+++ Data for this task +++

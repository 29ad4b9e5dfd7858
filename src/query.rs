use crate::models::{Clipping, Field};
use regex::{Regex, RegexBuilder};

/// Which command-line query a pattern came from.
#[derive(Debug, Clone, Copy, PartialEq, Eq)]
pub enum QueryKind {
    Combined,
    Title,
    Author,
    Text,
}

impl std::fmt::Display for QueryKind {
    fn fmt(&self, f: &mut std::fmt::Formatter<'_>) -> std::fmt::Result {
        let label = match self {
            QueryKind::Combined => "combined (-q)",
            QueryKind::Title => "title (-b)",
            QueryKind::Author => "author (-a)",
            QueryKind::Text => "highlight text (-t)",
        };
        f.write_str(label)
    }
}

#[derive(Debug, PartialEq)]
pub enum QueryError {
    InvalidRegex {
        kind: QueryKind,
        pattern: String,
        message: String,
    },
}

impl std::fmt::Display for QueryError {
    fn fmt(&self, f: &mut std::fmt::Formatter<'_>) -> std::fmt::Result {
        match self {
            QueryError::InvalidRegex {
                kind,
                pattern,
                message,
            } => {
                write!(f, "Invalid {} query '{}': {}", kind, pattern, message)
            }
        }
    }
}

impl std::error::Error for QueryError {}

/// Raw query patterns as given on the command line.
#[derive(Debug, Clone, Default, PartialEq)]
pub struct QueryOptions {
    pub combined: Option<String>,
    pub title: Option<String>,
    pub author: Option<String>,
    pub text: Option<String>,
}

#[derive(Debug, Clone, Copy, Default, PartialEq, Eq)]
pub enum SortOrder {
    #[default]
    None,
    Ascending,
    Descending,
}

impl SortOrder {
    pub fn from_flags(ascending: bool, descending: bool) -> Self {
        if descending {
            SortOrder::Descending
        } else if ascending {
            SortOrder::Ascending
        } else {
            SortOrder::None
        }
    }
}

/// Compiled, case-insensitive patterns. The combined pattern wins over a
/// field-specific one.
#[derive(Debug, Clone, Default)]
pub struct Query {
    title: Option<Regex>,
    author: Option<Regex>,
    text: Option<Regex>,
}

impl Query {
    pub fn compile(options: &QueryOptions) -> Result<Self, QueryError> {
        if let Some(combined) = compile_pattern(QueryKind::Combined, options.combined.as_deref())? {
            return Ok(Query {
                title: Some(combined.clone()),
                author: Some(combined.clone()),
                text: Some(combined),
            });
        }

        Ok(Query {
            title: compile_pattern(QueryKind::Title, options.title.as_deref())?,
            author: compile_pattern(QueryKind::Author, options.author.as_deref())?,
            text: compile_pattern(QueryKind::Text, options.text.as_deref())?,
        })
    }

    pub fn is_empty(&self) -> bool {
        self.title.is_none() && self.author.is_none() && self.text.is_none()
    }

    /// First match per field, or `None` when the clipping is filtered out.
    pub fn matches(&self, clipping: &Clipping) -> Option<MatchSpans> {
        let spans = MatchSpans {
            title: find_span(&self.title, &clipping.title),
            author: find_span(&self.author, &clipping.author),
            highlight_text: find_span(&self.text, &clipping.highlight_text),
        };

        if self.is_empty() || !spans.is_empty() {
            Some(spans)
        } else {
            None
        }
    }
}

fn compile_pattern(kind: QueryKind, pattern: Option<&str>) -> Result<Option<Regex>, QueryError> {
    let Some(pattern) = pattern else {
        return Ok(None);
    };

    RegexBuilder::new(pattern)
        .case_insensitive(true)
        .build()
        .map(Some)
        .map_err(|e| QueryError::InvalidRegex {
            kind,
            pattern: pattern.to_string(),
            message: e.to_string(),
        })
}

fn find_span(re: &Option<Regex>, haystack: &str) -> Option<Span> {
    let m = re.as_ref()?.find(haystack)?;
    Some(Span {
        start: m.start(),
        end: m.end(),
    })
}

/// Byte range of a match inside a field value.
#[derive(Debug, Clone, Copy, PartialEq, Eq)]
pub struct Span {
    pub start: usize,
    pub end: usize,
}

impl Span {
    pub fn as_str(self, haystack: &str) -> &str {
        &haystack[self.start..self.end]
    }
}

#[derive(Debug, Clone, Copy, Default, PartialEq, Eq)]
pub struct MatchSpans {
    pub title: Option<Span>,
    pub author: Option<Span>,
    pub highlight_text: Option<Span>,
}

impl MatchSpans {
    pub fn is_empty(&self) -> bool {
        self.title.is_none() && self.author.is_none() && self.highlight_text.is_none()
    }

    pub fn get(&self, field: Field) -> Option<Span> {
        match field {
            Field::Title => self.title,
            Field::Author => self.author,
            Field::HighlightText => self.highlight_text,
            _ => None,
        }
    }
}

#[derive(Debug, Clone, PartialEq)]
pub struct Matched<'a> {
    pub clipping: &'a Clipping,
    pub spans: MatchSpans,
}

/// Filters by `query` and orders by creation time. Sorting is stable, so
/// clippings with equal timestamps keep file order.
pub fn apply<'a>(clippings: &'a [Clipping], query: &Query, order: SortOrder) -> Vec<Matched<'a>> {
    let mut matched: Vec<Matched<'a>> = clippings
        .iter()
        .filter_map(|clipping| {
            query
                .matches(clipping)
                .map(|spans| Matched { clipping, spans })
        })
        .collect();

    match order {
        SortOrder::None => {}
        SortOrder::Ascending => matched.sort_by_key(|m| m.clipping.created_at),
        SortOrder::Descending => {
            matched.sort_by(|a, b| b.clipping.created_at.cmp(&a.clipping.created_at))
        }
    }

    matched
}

+++
+++ Data for this task +++

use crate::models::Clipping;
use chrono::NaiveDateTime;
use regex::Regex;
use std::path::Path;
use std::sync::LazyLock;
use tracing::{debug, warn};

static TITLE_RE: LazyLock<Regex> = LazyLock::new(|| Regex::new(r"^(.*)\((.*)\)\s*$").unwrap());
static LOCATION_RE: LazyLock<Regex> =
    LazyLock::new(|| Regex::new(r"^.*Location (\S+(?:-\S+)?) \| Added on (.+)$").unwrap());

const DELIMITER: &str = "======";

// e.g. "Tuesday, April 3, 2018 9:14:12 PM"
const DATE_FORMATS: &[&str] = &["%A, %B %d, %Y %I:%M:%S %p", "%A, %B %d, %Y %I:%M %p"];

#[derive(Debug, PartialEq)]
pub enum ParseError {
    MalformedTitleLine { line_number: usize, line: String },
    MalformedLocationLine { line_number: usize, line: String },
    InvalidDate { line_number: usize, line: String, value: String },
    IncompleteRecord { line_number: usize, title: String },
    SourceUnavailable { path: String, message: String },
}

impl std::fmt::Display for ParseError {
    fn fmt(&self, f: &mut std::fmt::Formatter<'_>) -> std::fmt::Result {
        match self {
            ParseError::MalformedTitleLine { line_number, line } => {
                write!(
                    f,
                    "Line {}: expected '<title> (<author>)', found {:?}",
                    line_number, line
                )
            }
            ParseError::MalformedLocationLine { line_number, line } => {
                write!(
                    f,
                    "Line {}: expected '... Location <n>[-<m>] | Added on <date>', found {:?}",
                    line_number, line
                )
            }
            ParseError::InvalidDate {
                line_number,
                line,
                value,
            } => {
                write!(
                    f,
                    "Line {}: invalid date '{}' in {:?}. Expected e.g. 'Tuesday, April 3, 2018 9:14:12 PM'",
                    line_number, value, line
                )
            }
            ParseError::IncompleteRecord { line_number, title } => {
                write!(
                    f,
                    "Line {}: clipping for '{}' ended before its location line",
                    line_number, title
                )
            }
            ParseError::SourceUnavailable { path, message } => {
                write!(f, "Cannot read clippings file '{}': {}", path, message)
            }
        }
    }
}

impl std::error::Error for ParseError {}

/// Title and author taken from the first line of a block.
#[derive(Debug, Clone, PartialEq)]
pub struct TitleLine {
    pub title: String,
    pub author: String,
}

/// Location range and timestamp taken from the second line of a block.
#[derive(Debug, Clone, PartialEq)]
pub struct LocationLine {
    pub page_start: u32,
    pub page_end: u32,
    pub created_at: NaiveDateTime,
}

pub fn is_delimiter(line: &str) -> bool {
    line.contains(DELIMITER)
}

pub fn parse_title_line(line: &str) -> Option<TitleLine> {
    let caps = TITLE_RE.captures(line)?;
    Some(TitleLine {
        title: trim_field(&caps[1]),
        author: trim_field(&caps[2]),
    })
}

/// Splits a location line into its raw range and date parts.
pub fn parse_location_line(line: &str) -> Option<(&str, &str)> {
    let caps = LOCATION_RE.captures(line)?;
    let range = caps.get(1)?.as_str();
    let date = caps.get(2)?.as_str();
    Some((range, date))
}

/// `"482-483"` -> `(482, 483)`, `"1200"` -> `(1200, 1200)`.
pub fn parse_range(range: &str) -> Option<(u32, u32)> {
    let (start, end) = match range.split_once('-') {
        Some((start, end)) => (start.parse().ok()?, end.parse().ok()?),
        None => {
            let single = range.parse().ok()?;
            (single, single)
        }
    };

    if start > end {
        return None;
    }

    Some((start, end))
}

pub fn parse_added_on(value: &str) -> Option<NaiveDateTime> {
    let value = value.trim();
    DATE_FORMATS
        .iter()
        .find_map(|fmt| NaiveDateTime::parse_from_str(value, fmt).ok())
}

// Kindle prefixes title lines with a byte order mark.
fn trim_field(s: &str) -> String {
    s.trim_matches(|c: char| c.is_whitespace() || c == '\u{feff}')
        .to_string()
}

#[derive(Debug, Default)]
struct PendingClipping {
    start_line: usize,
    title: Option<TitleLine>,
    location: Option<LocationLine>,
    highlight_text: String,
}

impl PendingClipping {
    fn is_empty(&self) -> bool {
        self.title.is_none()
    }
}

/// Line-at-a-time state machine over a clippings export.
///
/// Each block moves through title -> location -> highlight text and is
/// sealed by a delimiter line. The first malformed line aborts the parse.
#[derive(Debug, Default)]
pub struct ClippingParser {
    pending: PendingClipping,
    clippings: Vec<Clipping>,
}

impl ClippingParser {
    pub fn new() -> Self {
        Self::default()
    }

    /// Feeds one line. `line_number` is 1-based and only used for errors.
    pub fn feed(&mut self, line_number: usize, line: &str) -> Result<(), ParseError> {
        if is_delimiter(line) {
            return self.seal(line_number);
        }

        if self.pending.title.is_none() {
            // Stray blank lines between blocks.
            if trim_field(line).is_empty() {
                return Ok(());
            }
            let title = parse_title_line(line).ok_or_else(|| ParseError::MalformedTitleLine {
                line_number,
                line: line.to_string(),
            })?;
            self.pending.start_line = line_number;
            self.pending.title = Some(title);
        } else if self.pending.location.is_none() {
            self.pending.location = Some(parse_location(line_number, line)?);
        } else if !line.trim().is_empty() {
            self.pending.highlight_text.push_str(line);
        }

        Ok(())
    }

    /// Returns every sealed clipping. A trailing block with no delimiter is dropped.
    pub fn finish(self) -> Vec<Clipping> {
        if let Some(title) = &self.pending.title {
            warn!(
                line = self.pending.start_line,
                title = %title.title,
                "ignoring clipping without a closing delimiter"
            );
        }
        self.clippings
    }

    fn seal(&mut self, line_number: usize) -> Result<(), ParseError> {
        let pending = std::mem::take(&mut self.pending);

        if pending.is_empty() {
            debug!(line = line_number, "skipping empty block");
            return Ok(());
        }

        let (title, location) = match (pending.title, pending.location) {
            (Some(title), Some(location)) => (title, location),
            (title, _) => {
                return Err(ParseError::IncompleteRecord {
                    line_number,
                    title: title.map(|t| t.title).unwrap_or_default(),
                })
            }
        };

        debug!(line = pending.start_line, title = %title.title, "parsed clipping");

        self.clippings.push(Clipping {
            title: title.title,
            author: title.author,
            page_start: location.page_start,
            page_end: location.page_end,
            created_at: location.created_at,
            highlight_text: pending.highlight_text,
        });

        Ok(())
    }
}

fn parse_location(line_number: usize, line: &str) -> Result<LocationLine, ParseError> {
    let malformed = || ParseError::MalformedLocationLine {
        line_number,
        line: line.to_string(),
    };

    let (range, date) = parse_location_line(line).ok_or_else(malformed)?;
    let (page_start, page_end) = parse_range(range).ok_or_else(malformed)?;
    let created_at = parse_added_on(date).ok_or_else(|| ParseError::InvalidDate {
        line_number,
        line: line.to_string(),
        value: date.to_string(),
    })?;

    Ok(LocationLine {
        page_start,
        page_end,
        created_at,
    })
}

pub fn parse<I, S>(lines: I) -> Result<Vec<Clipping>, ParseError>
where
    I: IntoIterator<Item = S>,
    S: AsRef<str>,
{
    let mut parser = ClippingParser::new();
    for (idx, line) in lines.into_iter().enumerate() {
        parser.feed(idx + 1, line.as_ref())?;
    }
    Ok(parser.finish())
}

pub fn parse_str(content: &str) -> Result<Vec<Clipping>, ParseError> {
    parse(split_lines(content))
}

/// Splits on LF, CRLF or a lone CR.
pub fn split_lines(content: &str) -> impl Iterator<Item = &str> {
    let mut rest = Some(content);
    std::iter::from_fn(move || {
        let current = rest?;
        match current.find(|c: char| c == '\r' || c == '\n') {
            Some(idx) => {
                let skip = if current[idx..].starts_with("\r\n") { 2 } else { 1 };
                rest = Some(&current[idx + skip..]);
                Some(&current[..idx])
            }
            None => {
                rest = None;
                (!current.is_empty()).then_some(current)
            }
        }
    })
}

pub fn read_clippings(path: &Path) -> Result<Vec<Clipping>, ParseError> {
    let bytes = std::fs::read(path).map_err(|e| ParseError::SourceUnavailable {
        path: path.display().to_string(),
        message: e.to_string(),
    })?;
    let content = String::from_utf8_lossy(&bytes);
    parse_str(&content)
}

+++
+++ Data for this task +++

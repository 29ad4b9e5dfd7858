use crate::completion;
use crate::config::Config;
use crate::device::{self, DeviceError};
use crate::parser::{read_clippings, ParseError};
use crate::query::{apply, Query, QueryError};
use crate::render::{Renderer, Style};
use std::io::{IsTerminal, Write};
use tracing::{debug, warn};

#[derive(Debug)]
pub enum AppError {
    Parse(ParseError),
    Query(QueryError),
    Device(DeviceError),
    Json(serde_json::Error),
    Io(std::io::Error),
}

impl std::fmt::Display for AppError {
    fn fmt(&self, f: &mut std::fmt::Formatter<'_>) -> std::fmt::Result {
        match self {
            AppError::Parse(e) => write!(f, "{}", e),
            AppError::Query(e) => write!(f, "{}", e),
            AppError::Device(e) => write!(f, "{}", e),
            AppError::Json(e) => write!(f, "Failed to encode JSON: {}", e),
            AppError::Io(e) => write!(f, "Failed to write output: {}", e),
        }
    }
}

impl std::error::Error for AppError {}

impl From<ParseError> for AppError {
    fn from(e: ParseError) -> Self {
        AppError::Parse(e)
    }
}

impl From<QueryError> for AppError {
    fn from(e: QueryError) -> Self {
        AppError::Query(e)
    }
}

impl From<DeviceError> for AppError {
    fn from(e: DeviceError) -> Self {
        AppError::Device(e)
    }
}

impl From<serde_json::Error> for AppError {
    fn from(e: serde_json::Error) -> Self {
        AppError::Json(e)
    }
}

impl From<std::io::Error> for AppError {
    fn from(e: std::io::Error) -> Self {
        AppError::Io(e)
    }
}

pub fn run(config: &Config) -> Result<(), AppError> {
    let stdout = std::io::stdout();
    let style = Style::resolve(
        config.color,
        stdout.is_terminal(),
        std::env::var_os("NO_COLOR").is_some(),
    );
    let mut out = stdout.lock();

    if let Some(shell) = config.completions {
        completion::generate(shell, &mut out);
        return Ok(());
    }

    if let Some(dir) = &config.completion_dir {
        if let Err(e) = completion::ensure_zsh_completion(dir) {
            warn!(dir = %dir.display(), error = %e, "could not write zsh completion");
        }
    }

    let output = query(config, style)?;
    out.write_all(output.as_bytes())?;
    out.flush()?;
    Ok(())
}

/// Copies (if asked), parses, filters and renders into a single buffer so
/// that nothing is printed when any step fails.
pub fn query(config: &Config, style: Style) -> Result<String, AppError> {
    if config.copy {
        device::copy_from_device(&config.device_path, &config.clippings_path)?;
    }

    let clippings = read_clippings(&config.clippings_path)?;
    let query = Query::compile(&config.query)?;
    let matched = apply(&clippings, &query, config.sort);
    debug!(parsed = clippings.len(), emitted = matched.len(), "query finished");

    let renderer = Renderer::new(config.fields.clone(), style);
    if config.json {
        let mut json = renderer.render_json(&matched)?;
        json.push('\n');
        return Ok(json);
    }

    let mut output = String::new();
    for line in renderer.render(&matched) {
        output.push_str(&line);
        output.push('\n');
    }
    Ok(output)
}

+++

**Task details**
Across these entries, count each line where the string "caps" shows up. Give only the count.

**Finished exercise**
6